(Stored data)
//! GraphQL-backed product source
//!
//! The product page only supplies the site name. Everything else comes from a
//! fixed `SearchProduct` query keyed by the SKU at the end of the product URL.

use super::single_price;
use crate::application::product_source::{ExtractionError, ExtractionOutcome, ProductSource, finalize};
use crate::domain::ProductRecord;
use crate::infrastructure::PageFetcher;
use crate::infrastructure::config::PriceMapping;
use crate::infrastructure::parsing::{
    CompiledSelector, FieldSelector, HtmlDocument, ParsingError, ParsingResult, json_amount,
    json_identifier,
};
use async_trait::async_trait;
use serde_json::{Value, json};
use std::sync::Arc;
use tracing::{debug, warn};
use url::Url;

pub const SEARCH_PRODUCT_OPERATION: &str = "SearchProduct";
pub const STORE_CODE: &str = "TJ";
pub const PUBLISHED: &str = "1";

/// Image URLs in the metadata carry a rendition suffix starting here.
pub const IMAGE_RENDITION_MARKER: &str = "/jcr";

pub const SEARCH_PRODUCT_QUERY: &str = concat!(
    "query SearchProduct($sku: String, $storeCode: String = \"TJ\", $published: String = \"1\") { ",
    "products(filter: {sku: {eq: $sku}, store_code: {eq: $storeCode}, published: {eq: $published}}) { ",
    "items { category_hierarchy { id url_key description name position level created_at updated_at product_count __typename } ",
    "item_story_marketing product_label fun_tags primary_image primary_image_meta { url metadata __typename } ",
    "other_images other_images_meta { url metadata __typename } context_image context_image_meta { url metadata __typename } ",
    "published sku url_key name item_description item_title item_characteristics item_story_qil use_and_demo sales_size ",
    "sales_uom_code sales_uom_description country_of_origin availability new_product promotion price_range { ",
    "minimum_price { final_price { currency value __typename } __typename } __typename } retail_price nutrition { ",
    "display_sequence panel_id panel_title serving_size calories_per_serving servings_per_container details { display_seq ",
    "nutritional_item amount percent_dv __typename } __typename } ingredients { display_sequence ingredient __typename } ",
    "allergens { display_sequence ingredient __typename } created_at first_published_date last_published_date updated_at ",
    "related_products { sku item_title primary_image primary_image_meta { url metadata __typename } price_range { ",
    "minimum_price { final_price { currency value __typename } __typename } __typename } retail_price sales_size ",
    "sales_uom_description category_hierarchy { id name __typename } __typename } __typename } total_count page_info { ",
    "current_page page_size total_pages __typename } __typename } }"
);

const BROWSER_USER_AGENT: &str = "Mozilla/5.0 (Windows NT 10.0; Win64; x64) AppleWebKit/537.36 (KHTML, like Gecko) Chrome/126.0.0.0 Safari/537.36";

pub struct GraphqlApiSource {
    name: String,
    url: String,
    api_url: String,
    base_url: String,
    price_mapping: PriceMapping,
    fetcher: Arc<dyn PageFetcher>,
    site_name: CompiledSelector,
}

impl GraphqlApiSource {
    pub fn new(
        name: &str,
        url: &str,
        api_url: &str,
        base_url: &str,
        price_mapping: PriceMapping,
        fetcher: Arc<dyn PageFetcher>,
    ) -> ParsingResult<Self> {
        Ok(Self {
            name: name.to_string(),
            url: url.to_string(),
            api_url: api_url.to_string(),
            base_url: base_url.trim_end_matches('/').to_string(),
            price_mapping,
            fetcher,
            site_name: CompiledSelector::compile(&FieldSelector::meta_property("og:site_name"))?,
        })
    }

    /// Browser-like headers; the endpoint rejects requests without them.
    pub fn request_headers(&self) -> Vec<(String, String)> {
        [
            ("accept", "*/*"),
            ("accept-language", "en-US,en;q=0.9"),
            ("content-type", "application/json"),
            ("origin", self.base_url.as_str()),
            ("priority", "u=1, i"),
            ("referer", self.url.as_str()),
            ("sec-ch-ua", "\"Not/A)Brand\";v=\"8\", \"Chromium\";v=\"126\", \"Brave\";v=\"126\""),
            ("sec-ch-ua-mobile", "?0"),
            ("sec-ch-ua-platform", "\"Windows\""),
            ("sec-fetch-dest", "empty"),
            ("sec-fetch-mode", "cors"),
            ("sec-fetch-site", "same-origin"),
            ("sec-gpc", "1"),
            ("user-agent", BROWSER_USER_AGENT),
        ]
        .into_iter()
        .map(|(name, value)| (name.to_string(), value.to_string()))
        .collect()
    }

    fn site_name_from_page(&self, page: &str) -> Option<String> {
        HtmlDocument::parse(page)
            .first(&self.site_name)
            .filter(|name| !name.is_empty())
    }

    /// Build the candidate record from the API response text.
    pub fn parse_response(&self, response: &str, brand: Option<String>) -> ParsingResult<ProductRecord> {
        let root: Value = serde_json::from_str(response)
            .map_err(|e| ParsingError::json_parsing_failed("GraphQL response", e))?;
        let item = root
            .pointer("/data/products/items/0")
            .ok_or_else(|| ParsingError::required_field_missing("data.products.items[0]", None))?;

        let primary_image = item
            .get("primary_image")
            .and_then(Value::as_str)
            .ok_or_else(|| ParsingError::required_field_missing("primary_image", None))?;
        let effective = optional_amount(
            item.pointer("/price_range/minimum_price/final_price/value"),
            "price_range.minimum_price.final_price.value",
        )?;
        let retail = optional_amount(item.get("retail_price"), "retail_price")?;
        debug!("{} prices: retail={:?} effective={:?}", self.name, retail, effective);

        let mut record = ProductRecord::new(self.url.clone(), format!("{}{}", self.base_url, primary_image));
        record.brand = brand;
        record.title = item
            .get("item_title")
            .and_then(Value::as_str)
            .unwrap_or_default()
            .to_string();
        record.description = item
            .get("item_story_qil")
            .and_then(Value::as_str)
            .map(ToString::to_string);
        record.product_id = item.get("sku").and_then(json_identifier);
        record.images = item
            .pointer("/primary_image_meta/metadata")
            .and_then(Value::as_str)
            .map(|metadata| responsive_images(metadata, &self.base_url))
            .unwrap_or_default();

        match self.price_mapping {
            PriceMapping::RetailAsPrice => {
                record.price = retail;
                record.prices = single_price(effective);
                record.sale_prices = single_price(effective);
            }
            PriceMapping::EffectiveAsPrice => {
                record.price = effective;
                record.prices = single_price(retail.or(effective));
                record.sale_prices = single_price(effective);
            }
        }
        Ok(record)
    }
}

#[async_trait]
impl ProductSource for GraphqlApiSource {
    fn name(&self) -> &str {
        &self.name
    }

    async fn extract(&self) -> Result<ExtractionOutcome, ExtractionError> {
        let sku = sku_from_url(&self.url)?;
        let page = self.fetcher.fetch_text(&self.url).await?;
        let brand = self.site_name_from_page(&page);

        let body = search_product_body(&sku);
        let response = self
            .fetcher
            .post_json(&self.api_url, &self.request_headers(), &body)
            .await?;
        let record = self.parse_response(&response, brand)?;
        Ok(finalize(&self.name, record))
    }
}

/// The text after the last `-` of the URL's final path segment.
pub fn sku_from_url(product_url: &str) -> ParsingResult<String> {
    let parsed = Url::parse(product_url).map_err(|e| ParsingError::InvalidUrl {
        url: product_url.to_string(),
        reason: e.to_string(),
    })?;
    parsed
        .path_segments()
        .and_then(|mut segments| segments.rfind(|segment| !segment.is_empty()))
        .and_then(|segment| segment.rsplit('-').next())
        .filter(|sku| !sku.is_empty())
        .map(ToString::to_string)
        .ok_or_else(|| ParsingError::InvalidUrl {
            url: product_url.to_string(),
            reason: "no SKU in the final path segment".to_string(),
        })
}

/// JSON body of the `SearchProduct` request.
pub fn search_product_body(sku: &str) -> String {
    json!({
        "operationName": SEARCH_PRODUCT_OPERATION,
        "variables": {
            "storeCode": STORE_CODE,
            "published": PUBLISHED,
            "sku": sku,
        },
        "query": SEARCH_PRODUCT_QUERY,
    })
    .to_string()
}

/// Image URLs from the escaped `srcSet` metadata string.
///
/// Malformed metadata yields no images rather than failing the record.
pub fn responsive_images(metadata: &str, base_url: &str) -> Vec<String> {
    let unescaped = metadata.replace('\\', "");
    let parsed: Value = match serde_json::from_str(&unescaped) {
        Ok(value) => value,
        Err(e) => {
            warn!("Image metadata is not valid JSON, ignoring it: {}", e);
            return Vec::new();
        }
    };

    parsed
        .get("srcSet")
        .and_then(Value::as_array)
        .map(|entries| {
            entries
                .iter()
                .filter_map(|entry| entry.get("src").and_then(Value::as_str))
                .map(|src| {
                    let path = src.split(IMAGE_RENDITION_MARKER).next().unwrap_or(src);
                    format!("{base_url}{path}")
                })
                .collect()
        })
        .unwrap_or_default()
}

fn optional_amount(value: Option<&Value>, field: &str) -> ParsingResult<Option<f64>> {
    match value {
        None | Some(Value::Null) => Ok(None),
        Some(value) => json_amount(field, value).map(Some),
    }
}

### Exercise aim:
Using the records above, count how many lines include the word "format", and reply only with that figure.

### Result below:
2